12V multi-phase blower to ventilate a 4x4 tent

I'm going to need to set up an active negative-pressure ventilation system in my tent pretty soon when I go to flower. The tent is currently passively ventilated, meaning that I simply direct a clip-on fan at a partially opened vent at the top of the tent and air exchanges occur at a sufficient rate. But it's starting to get stinky! 8-)

This is my first grow and, based on my reading and lurking here at RIU I built my own 300W COB light, and will add a second one in a week or so when I go to 12/12. I mounted the LED drivers externally because one of my design objectives was to minimize the amount of heat that needs to be removed from the tent, which allows me to run a small blower. Because my tent is in my basement and will exhaust into a chimney, the more ventilation air I draw air into the basement during summer the more of a humidity problem I'm going to have down there. I bought the iPower 4" 190 cfm blower and carbon filter on Amazon and also the speed controller for the unit but it moves way more air than I need and it's even noisier when I use the speed controller to slow it down. What I'd like to do here is to take my first step into the world of automation and controls by using arduino to monitor temperature and humidity and control the fan speed accordingly. Later I'd like to switch from my DWC system to ebb/flood and use arduino to control the pumps and monitor the reservoir chemistry and temperature. I'm not an electrical engineer, but I do mess around with radio control airplanes and I think a multi-phase brushless motor and an electronic speed controller would be the way to go to control airflow.
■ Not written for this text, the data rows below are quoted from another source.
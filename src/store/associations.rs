use serde_json::Value;

use super::KvStore;

/// Remembers which foreign stream was last embedded for a local channel, plus
/// the global auto-sync preference, under `{prefix}_...` keys.
pub struct ChannelStore<S> {
    store: S,
    prefix: String,
}

impl<S: KvStore> ChannelStore<S> {
    pub fn new(store: S, prefix: impl Into<String>) -> Self {
        Self {
            store,
            prefix: prefix.into(),
        }
    }

    pub fn prefix(&self) -> &str {
        &self.prefix
    }

    pub fn key_for(&self, local_id: &str) -> String {
        format!("{}_{}", self.prefix, local_id)
    }

    /// `:` never appears in a normalized identity, so no channel can land on
    /// this key.
    fn auto_sync_key(&self) -> String {
        format!("{}:autosync", self.prefix)
    }

    /// Where older stores kept the preference
    fn legacy_auto_sync_key(&self) -> String {
        format!("{}_autosync", self.prefix)
    }

    /// Last-write-wins; a failed write only costs the restore on next visit.
    pub async fn remember(&self, local_id: &str, foreign_id: &str) {
        self.store
            .set(&self.key_for(local_id), Value::String(foreign_id.to_string()))
            .await;
    }

    /// Waits for the adapter; non-string values read as unset.
    pub async fn recall(&self, local_id: &str) -> Option<String> {
        match self.store.get(&self.key_for(local_id)).await? {
            Value::String(foreign) if !foreign.is_empty() => Some(foreign),
            _ => None,
        }
    }

    pub async fn forget(&self, local_id: &str) {
        self.store.remove(&self.key_for(local_id)).await;
    }

    /// Every remembered `(local, foreign)` pair for this prefix. A legacy
    /// boolean preference is not a string and drops out here.
    pub async fn associations(&self) -> Vec<(String, String)> {
        let head = format!("{}_", self.prefix);
        self.store
            .entries()
            .await
            .into_iter()
            .filter_map(|(key, value)| {
                let local = key.strip_prefix(&head)?.to_string();
                match value {
                    Value::String(foreign) => Some((local, foreign)),
                    _ => None,
                }
            })
            .collect()
    }

    pub async fn auto_sync(&self) -> bool {
        let value = match self.store.get(&self.auto_sync_key()).await {
            Some(value) => Some(value),
            None => self.store.get(&self.legacy_auto_sync_key()).await,
        };
        matches!(value, Some(Value::Bool(true)))
    }

    pub async fn set_auto_sync(&self, enabled: bool) {
        self.store
            .set(&self.auto_sync_key(), Value::Bool(enabled))
            .await;
    }
}

#[cfg(test)]
mod tests {
    use super::*;
    use crate::store::MemoryStore;

    #[tokio::test]
    async fn remember_then_recall_round_trips() {
        let store = ChannelStore::new(MemoryStore::new(), "ytot");
        store.remember("chan1", "videoX").await;

        assert_eq!(store.recall("chan1").await.as_deref(), Some("videoX"));
    }

    #[tokio::test]
    async fn recall_without_remember_is_none() {
        let store = ChannelStore::new(MemoryStore::new(), "ytot");
        assert_eq!(store.recall("nobody").await, None);
    }

    #[tokio::test]
    async fn remember_overwrites_previous_association() {
        let store = ChannelStore::new(MemoryStore::new(), "ytot");
        store.remember("chan1", "first").await;
        store.remember("chan1", "second").await;

        assert_eq!(store.recall("chan1").await.as_deref(), Some("second"));
        assert_eq!(store.associations().await.len(), 1);
    }

    #[tokio::test]
    async fn auto_sync_preference_is_separate_from_associations() {
        let backing = MemoryStore::new();
        let store = ChannelStore::new(backing.clone(), "ytot");

        assert!(!store.auto_sync().await);
        store.set_auto_sync(true).await;
        store.remember("somechannel", "abc12345678").await;

        assert!(store.auto_sync().await);
        assert_eq!(backing.get("ytot:autosync").await, Some(Value::Bool(true)));
        assert_eq!(
            store.associations().await,
            vec![("somechannel".to_string(), "abc12345678".to_string())]
        );
    }

    #[tokio::test]
    async fn channel_named_autosync_keeps_preference_intact() {
        let store = ChannelStore::new(MemoryStore::new(), "ytot");
        store.set_auto_sync(true).await;
        store.remember("autosync", "abc12345678").await;

        assert!(store.auto_sync().await);
        assert_eq!(store.recall("autosync").await.as_deref(), Some("abc12345678"));
        assert_eq!(
            store.associations().await,
            vec![("autosync".to_string(), "abc12345678".to_string())]
        );
    }

    #[tokio::test]
    async fn preference_falls_back_to_legacy_key() {
        let backing = MemoryStore::new();
        backing.set("ytot_autosync", Value::Bool(true)).await;
        let store = ChannelStore::new(backing.clone(), "ytot");

        assert!(store.auto_sync().await);
        assert!(store.associations().await.is_empty());

        store.set_auto_sync(false).await;
        assert!(!store.auto_sync().await);
    }

    #[tokio::test]
    async fn prefixes_do_not_leak_into_each_other() {
        let backing = MemoryStore::new();
        let twitch = ChannelStore::new(backing.clone(), "ytot");
        let youtube = ChannelStore::new(backing.clone(), "tcfy");

        twitch.remember("chan", "vid00000001").await;
        youtube.remember("chan", "somestreamer").await;

        assert_eq!(twitch.recall("chan").await.as_deref(), Some("vid00000001"));
        assert_eq!(youtube.recall("chan").await.as_deref(), Some("somestreamer"));

        youtube.forget("chan").await;
        assert_eq!(youtube.recall("chan").await, None);
        assert!(twitch.recall("chan").await.is_some());
    }
}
Looking around for 12V or 24V blowers led me to marine bilge blowers like this 130 cfm model:

(OK, the forum won't let me post a link yet because I'm a new user, but just Google "Seaflo 01 Series Flange/Flex Mount Bilge Blower 130 CFM")
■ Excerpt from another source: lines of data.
use colored::Colorize;

use crate::cli::Cli;
use crate::error::Result;
use crate::search::SearchClient;

pub async fn run(cli: &Cli, query: &str, limit: usize) -> Result<()> {
    let client = SearchClient::new()?;
    let mut results = client.search(query).await?;
    results.truncate(limit);

    if cli.json {
        println!("{}", serde_json::to_string_pretty(&results)?);
        return Ok(());
    }

    if results.is_empty() {
        println!("{}", "No live streams found.".dimmed());
        return Ok(());
    }

    for result in &results {
        println!("{} {}", "●".red(), result.title.bold());
        println!("  {}  {}", result.channel.cyan(), result.watch_url().dimmed());
    }

    println!(
        "\n{} {}",
        "Next step:".cyan(),
        "ytot assoc set <twitch-channel> \"<url>\"".white()
    );

    Ok(())
}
Looking at the description in the link it appears as if it simply has two electrical leads, positive and negative DC without the third wire to the ESC like my RC electric motors have. So my question is can this motor be controlled with an ESC that I could buy from a hobby shop? Is there a better solution?
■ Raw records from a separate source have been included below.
use std::time::Duration;

use colored::Colorize;
use tokio::io::{AsyncBufReadExt, BufReader};
use tokio::sync::mpsc::UnboundedSender;

use super::assoc::parse_switch;
use crate::browser::BrowserConnection;
use crate::cli::Cli;
use crate::controller::{Controller, Event, UserCommand};
use crate::error::{Result, YtotError};
use crate::page::{CdpPage, HostPage};
use crate::platform::Platform;
use crate::store::FileStore;

const HELP: &str = "commands: go <url|channel>, sync, auto on|off, restore, quit";

pub async fn run(cli: &Cli, url: &str) -> Result<()> {
    let config = cli.config()?;
    let platform = Platform::from_url(url)
        .ok_or_else(|| YtotError::UnsupportedPage(url.to_string()))?;

    let connection = BrowserConnection::connect(&config.browser).await?;
    let page = CdpPage::new(connection.open(url).await?);
    let start_url = page.current_url().await.unwrap_or_else(|_| url.to_string());

    let store = FileStore::new(config.storage.store_path());
    let mut controller = Controller::new(page.clone(), store, platform, &config);
    controller.start(start_url.clone());

    if !cli.json {
        let browser = if connection.launched() {
            "launched browser"
        } else {
            "attached browser"
        };
        println!(
            "{} {} on {} ({})",
            "Watching".green().bold(),
            start_url,
            platform.name().cyan(),
            browser.dimmed()
        );
        println!("{}", HELP.dimmed());
    }

    let (tx, rx) = tokio::sync::mpsc::unbounded_channel();
    let poll = Duration::from_millis(config.browser.navigation_poll_ms.max(50));
    let navigation = tokio::spawn(watch_navigation(page, start_url, poll, tx.clone()));
    let input = tokio::spawn(read_commands(tx.clone()));
    let interrupt = tokio::spawn(async move {
        if tokio::signal::ctrl_c().await.is_ok() {
            let _ = tx.send(Event::Shutdown);
        }
    });

    let controller = controller.run(rx).await;

    navigation.abort();
    input.abort();
    interrupt.abort();
    connection.close().await;

    if cli.json {
        println!("{}", serde_json::to_string_pretty(controller.ui())?);
    } else {
        println!("{}", "Stopped.".dimmed());
    }

    Ok(())
}

/// Poll `location.href` and report changes. In-app navigation does not
/// reload the page, so there is no load event to wait for.
async fn watch_navigation(
    page: CdpPage,
    mut last: String,
    poll: Duration,
    events: UnboundedSender<Event>,
) {
    let mut ticker = tokio::time::interval(poll);
    loop {
        ticker.tick().await;
        let url = match page.current_url().await {
            Ok(url) => url,
            Err(e) => {
                tracing::debug!("Could not read page URL: {}", e);
                continue;
            }
        };
        if url == last {
            continue;
        }
        if Platform::from_url(&url).is_none() {
            tracing::warn!("Left the supported sites: {}", url);
        }
        last = url.clone();
        if events.send(Event::Navigated(url)).is_err() {
            break;
        }
    }
}

async fn read_commands(events: UnboundedSender<Event>) {
    let mut lines = BufReader::new(tokio::io::stdin()).lines();
    loop {
        let line = match lines.next_line().await {
            Ok(Some(line)) => line,
            // stdin closed: keep running until interrupted
            Ok(None) => break,
            Err(e) => {
                tracing::debug!("stdin read failed: {}", e);
                break;
            }
        };

        match parse_line(&line) {
            Some(Ok(event)) => {
                if events.send(event).is_err() {
                    break;
                }
            }
            Some(Err(message)) => eprintln!("{} {}", message.yellow(), HELP.dimmed()),
            None => {}
        }
    }
}

/// One line of user input. Blank lines are `None`.
fn parse_line(line: &str) -> Option<std::result::Result<Event, String>> {
    let line = line.trim();
    if line.is_empty() {
        return None;
    }

    let (word, rest) = match line.split_once(char::is_whitespace) {
        Some((word, rest)) => (word, rest.trim()),
        None => (line, ""),
    };

    let event = match word.to_ascii_lowercase().as_str() {
        "go" | "open" if !rest.is_empty() => {
            Ok(Event::Command(UserCommand::Submit(rest.to_string())))
        }
        "go" | "open" => Err("go needs a URL or channel.".to_string()),
        "sync" => Ok(Event::Command(UserCommand::SyncNow)),
        "auto" => match parse_switch(rest) {
            Some(enabled) => Ok(Event::Command(UserCommand::SetAutoSync(enabled))),
            None => Err("auto takes on or off.".to_string()),
        },
        "restore" => Ok(Event::Command(UserCommand::Restore)),
        "quit" | "exit" => Ok(Event::Shutdown),
        other => Err(format!("Unknown command {:?}.", other)),
    };
    Some(event)
}

#[cfg(test)]
mod tests {
    use super::*;

    #[test]
    fn parses_user_commands() {
        assert_eq!(
            parse_line("go https://youtu.be/abc12345678"),
            Some(Ok(Event::Command(UserCommand::Submit(
                "https://youtu.be/abc12345678".to_string()
            ))))
        );
        assert_eq!(
            parse_line("  sync "),
            Some(Ok(Event::Command(UserCommand::SyncNow)))
        );
        assert_eq!(
            parse_line("auto off"),
            Some(Ok(Event::Command(UserCommand::SetAutoSync(false))))
        );
        assert_eq!(
            parse_line("restore"),
            Some(Ok(Event::Command(UserCommand::Restore)))
        );
        assert_eq!(parse_line("quit"), Some(Ok(Event::Shutdown)));
    }

    #[test]
    fn rejects_incomplete_or_unknown_input() {
        assert_eq!(parse_line("   "), None);
        assert!(matches!(parse_line("go"), Some(Err(_))));
        assert!(matches!(parse_line("auto sometimes"), Some(Err(_))));
        assert!(matches!(parse_line("dance"), Some(Err(_))));
    }
}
Thanks in advance for your help.
 
OK, I did some more searching last night on RIU and found that if the DC motor has two wires I would need a brushed motor ECU. These are significantly cheaper than their brushless motor ESC counterparts, so I think I would select an oversized ESC that has 2-3x current capacity of the motor.

Anyone have any experience with using marine or DC blowers for ventilation? The Seaflo brand looks good and I'd expect fairly rugged construction for marine duty. May also use their pumps when I upgrade to an ebb/flow system.